◆ Exercise data ◆
»»

//! RelayServer: listener, registry, and the operator-facing relay API
//!
//! One `RelayServer` is one independent instance: its own registry, its
//! own injected observer, its own listener and reaper. Relay calls
//! look up sessions and enqueue frames; they never perform socket I/O
//! on the caller's task.

use std::net::SocketAddr;
use std::path::Path;
use std::sync::Arc;

use tokio::fs;
use tokio::net::TcpListener;
use tracing::{error, info, warn};

use crate::config::ServerConfig;
use crate::error::RelayError;
use crate::handler::handle_connection;
use crate::observer::RelayObserver;
use crate::protocol::Frame;
use crate::reaper::run_reaper;
use crate::registry::Registry;
use crate::session::Session;

/// Sender name used for server-originated notices (kick reasons)
const SERVER_SENDER: &str = "server";

/// One relay server instance
pub struct RelayServer {
    config: ServerConfig,
    registry: Arc<Registry>,
}

impl RelayServer {
    pub fn new(config: ServerConfig, observer: Arc<dyn RelayObserver>) -> Self {
        Self {
            config,
            registry: Arc::new(Registry::new(observer)),
        }
    }

    /// Bind the listener and spawn the accept loop and the reaper.
    ///
    /// Returns the bound address (useful with port 0). A bind failure
    /// leaves no partial state behind: nothing has been spawned yet.
    pub async fn start(&self) -> Result<SocketAddr, RelayError> {
        let addr = format!("0.0.0.0:{}", self.config.port);
        let listener = TcpListener::bind(&addr)
            .await
            .map_err(|source| RelayError::Bind { addr, source })?;
        let local_addr = listener.local_addr()?;
        info!("relay server listening on {}", local_addr);

        tokio::spawn(run_reaper(
            self.registry.clone(),
            self.config.idle_timeout,
            self.config.reap_interval,
        ));

        tokio::spawn(accept_loop(
            listener,
            self.registry.clone(),
            self.config.clone(),
        ));

        Ok(local_addr)
    }

    /// Enqueue a text frame on the named session. Silent no-op if the
    /// nickname is not registered.
    pub fn send_to_client(&self, nickname: &str, sender: &str, text: &str) {
        if let Some(session) = self.registry.lookup(nickname) {
            self.enqueue_or_drop(
                &session,
                Frame::Text {
                    sender: sender.to_string(),
                    text: text.to_string(),
                },
            );
        }
    }

    /// Enqueue a text frame on every session registered at call time.
    ///
    /// Best-effort: sessions joining after the snapshot are not
    /// included, and a session leaving mid-broadcast may miss it.
    pub fn broadcast(&self, sender: &str, text: &str) {
        for session in self.registry.snapshot() {
            self.enqueue_or_drop(
                &session,
                Frame::Text {
                    sender: sender.to_string(),
                    text: text.to_string(),
                },
            );
        }
    }

    /// Send a file to the named session, inline or streamed depending
    /// on size. No-op if the nickname is not registered.
    pub async fn send_file_to_client(
        &self,
        nickname: &str,
        sender: &str,
        path: &Path,
    ) -> Result<(), RelayError> {
        let Some(session) = self.registry.lookup(nickname) else {
            return Ok(());
        };
        let frame = self.file_frame(sender, path).await?;
        self.enqueue_or_drop(&session, frame);
        Ok(())
    }

    /// Send a file to every session registered at call time, with the
    /// same delivery semantics as [`broadcast`].
    ///
    /// [`broadcast`]: RelayServer::broadcast
    pub async fn broadcast_file(&self, sender: &str, path: &Path) -> Result<(), RelayError> {
        let frame = self.file_frame(sender, path).await?;
        for session in self.registry.snapshot() {
            self.enqueue_or_drop(&session, frame.clone());
        }
        Ok(())
    }

    /// Enqueue a final notice, then close and unregister the session.
    ///
    /// The registry reflects the kick before this returns; the notice
    /// drains through the dispatcher ahead of the close.
    pub fn kick_client(&self, nickname: &str, reason: &str) {
        let Some(session) = self.registry.lookup(nickname) else {
            return;
        };
        info!("kicking '{}': {}", nickname, reason);
        let _ = session.enqueue(Frame::Text {
            sender: SERVER_SENDER.to_string(),
            text: format!("you have been kicked: {}", reason),
        });
        session.close();
        self.registry.unregister(nickname);
    }

    /// Snapshot of currently registered nicknames
    pub fn client_nicknames(&self) -> Vec<String> {
        self.registry.all_nicknames()
    }

    /// Build the frame for one file per the size threshold: at or
    /// below it the whole payload travels in one encoded line, above
    /// it only a reference is queued and the dispatcher streams the
    /// bytes.
    async fn file_frame(&self, sender: &str, path: &Path) -> Result<Frame, RelayError> {
        let len = fs::metadata(path).await?.len();
        let filename = path
            .file_name()
            .map(|n| n.to_string_lossy().into_owned())
            .unwrap_or_else(|| "file".to_string());

        if len <= self.config.inline_threshold {
            let payload = fs::read(path).await?;
            Ok(Frame::FileInline {
                sender: sender.to_string(),
                filename,
                payload,
            })
        } else {
            Ok(Frame::FileStream {
                sender: sender.to_string(),
                filename,
                path: path.to_path_buf(),
                len,
            })
        }
    }

    /// Slow-consumer policy: a session whose queue cannot take the
    /// frame is disconnected rather than letting producers block or
    /// the queue grow without bound.
    fn enqueue_or_drop(&self, session: &Arc<Session>, frame: Frame) {
        if let Err(e) = session.enqueue(frame) {
            warn!("dropping slow consumer: {}", e);
            session.close();
            self.registry.unregister(session.nickname());
        }
    }
}

/// Accept connections until the listener task is dropped with the
/// runtime. Accept errors are logged and do not stop the loop.
async fn accept_loop(listener: TcpListener, registry: Arc<Registry>, config: ServerConfig) {
    loop {
        match listener.accept().await {
            Ok((stream, addr)) => {
                let registry = registry.clone();
                let config = config.clone();
                tokio::spawn(async move {
                    if let Err(e) = handle_connection(stream, registry, config).await {
                        warn!("connection from {} ended with error: {}", addr, e);
                    }
                });
            }
            Err(e) => {
                error!("accept failed: {}", e);
            }
        }
    }
}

««

◆ Try it ◆
Each line of the data should be transcribed exactly.

◆ Result of this exercise ◆
//! RelayServer: listener, registry, and the operator-facing relay API
//!
//! One `RelayServer` is one independent instance: its own registry, its
//! own injected observer, its own listener and reaper. Relay calls
//! look up sessions and enqueue frames; they never perform socket I/O
//! on the caller's task.

use std::net::SocketAddr;
use std::path::Path;
use std::sync::Arc;

use tokio::fs;
use tokio::net::TcpListener;
use tracing::{error, info, warn};

use crate::config::ServerConfig;
use crate::error::RelayError;
use crate::handler::handle_connection;
use crate::observer::RelayObserver;
use crate::protocol::Frame;
use crate::reaper::run_reaper;
use crate::registry::Registry;
use crate::session::Session;

/// Sender name used for server-originated notices (kick reasons)
const SERVER_SENDER: &str = "server";

/// One relay server instance
pub struct RelayServer {
    config: ServerConfig,
    registry: Arc<Registry>,
}

impl RelayServer {
    pub fn new(config: ServerConfig, observer: Arc<dyn RelayObserver>) -> Self {
        Self {
            config,
            registry: Arc::new(Registry::new(observer)),
        }
    }

    /// Bind the listener and spawn the accept loop and the reaper.
    ///
    /// Returns the bound address (useful with port 0). A bind failure
    /// leaves no partial state behind: nothing has been spawned yet.
    pub async fn start(&self) -> Result<SocketAddr, RelayError> {
        let addr = format!("0.0.0.0:{}", self.config.port);
        let listener = TcpListener::bind(&addr)
            .await
            .map_err(|source| RelayError::Bind { addr, source })?;
        let local_addr = listener.local_addr()?;
        info!("relay server listening on {}", local_addr);

        tokio::spawn(run_reaper(
            self.registry.clone(),
            self.config.idle_timeout,
            self.config.reap_interval,
        ));

        tokio::spawn(accept_loop(
            listener,
            self.registry.clone(),
            self.config.clone(),
        ));

        Ok(local_addr)
    }

    /// Enqueue a text frame on the named session. Silent no-op if the
    /// nickname is not registered.
    pub fn send_to_client(&self, nickname: &str, sender: &str, text: &str) {
        if let Some(session) = self.registry.lookup(nickname) {
            self.enqueue_or_drop(
                &session,
                Frame::Text {
                    sender: sender.to_string(),
                    text: text.to_string(),
                },
            );
        }
    }

    /// Enqueue a text frame on every session registered at call time.
    ///
    /// Best-effort: sessions joining after the snapshot are not
    /// included, and a session leaving mid-broadcast may miss it.
    pub fn broadcast(&self, sender: &str, text: &str) {
        for session in self.registry.snapshot() {
            self.enqueue_or_drop(
                &session,
                Frame::Text {
                    sender: sender.to_string(),
                    text: text.to_string(),
                },
            );
        }
    }

    /// Send a file to the named session, inline or streamed depending
    /// on size. No-op if the nickname is not registered.
    pub async fn send_file_to_client(
        &self,
        nickname: &str,
        sender: &str,
        path: &Path,
    ) -> Result<(), RelayError> {
        let Some(session) = self.registry.lookup(nickname) else {
            return Ok(());
        };
        let frame = self.file_frame(sender, path).await?;
        self.enqueue_or_drop(&session, frame);
        Ok(())
    }

    /// Send a file to every session registered at call time, with the
    /// same delivery semantics as [`broadcast`].
    ///
    /// [`broadcast`]: RelayServer::broadcast
    pub async fn broadcast_file(&self, sender: &str, path: &Path) -> Result<(), RelayError> {
        let frame = self.file_frame(sender, path).await?;
        for session in self.registry.snapshot() {
            self.enqueue_or_drop(&session, frame.clone());
        }
        Ok(())
    }

    /// Enqueue a final notice, then close and unregister the session.
    ///
    /// The registry reflects the kick before this returns; the notice
    /// drains through the dispatcher ahead of the close.
    pub fn kick_client(&self, nickname: &str, reason: &str) {
        let Some(session) = self.registry.lookup(nickname) else {
            return;
        };
        info!("kicking '{}': {}", nickname, reason);
        let _ = session.enqueue(Frame::Text {
            sender: SERVER_SENDER.to_string(),
            text: format!("you have been kicked: {}", reason),
        });
        session.close();
        self.registry.unregister(nickname);
    }

    /// Snapshot of currently registered nicknames
    pub fn client_nicknames(&self) -> Vec<String> {
        self.registry.all_nicknames()
    }

    /// Build the frame for one file per the size threshold: at or
    /// below it the whole payload travels in one encoded line, above
    /// it only a reference is queued and the dispatcher streams the
    /// bytes.
    async fn file_frame(&self, sender: &str, path: &Path) -> Result<Frame, RelayError> {
        let len = fs::metadata(path).await?.len();
        let filename = path
            .file_name()
            .map(|n| n.to_string_lossy().into_owned())
            .unwrap_or_else(|| "file".to_string());

        if len <= self.config.inline_threshold {
            let payload = fs::read(path).await?;
            Ok(Frame::FileInline {
                sender: sender.to_string(),
                filename,
                payload,
            })
        } else {
            Ok(Frame::FileStream {
                sender: sender.to_string(),
                filename,
                path: path.to_path_buf(),
                len,
            })
        }
    }

    /// Slow-consumer policy: a session whose queue cannot take the
    /// frame is disconnected rather than letting producers block or
    /// the queue grow without bound.
    fn enqueue_or_drop(&self, session: &Arc<Session>, frame: Frame) {
        if let Err(e) = session.enqueue(frame) {
            warn!("dropping slow consumer: {}", e);
            session.close();
            self.registry.unregister(session.nickname());
        }
    }
}

/// Accept connections until the listener task is dropped with the
/// runtime. Accept errors are logged and do not stop the loop.
async fn accept_loop(listener: TcpListener, registry: Arc<Registry>, config: ServerConfig) {
    loop {
        match listener.accept().await {
            Ok((stream, addr)) => {
                let registry = registry.clone();
                let config = config.clone();
                tokio::spawn(async move {
                    if let Err(e) = handle_connection(stream, registry, config).await {
                        warn!("connection from {} ended with error: {}", addr, e);
                    }
                });
            }
            Err(e) => {
                error!("accept failed: {}", e);
            }
        }
    }
}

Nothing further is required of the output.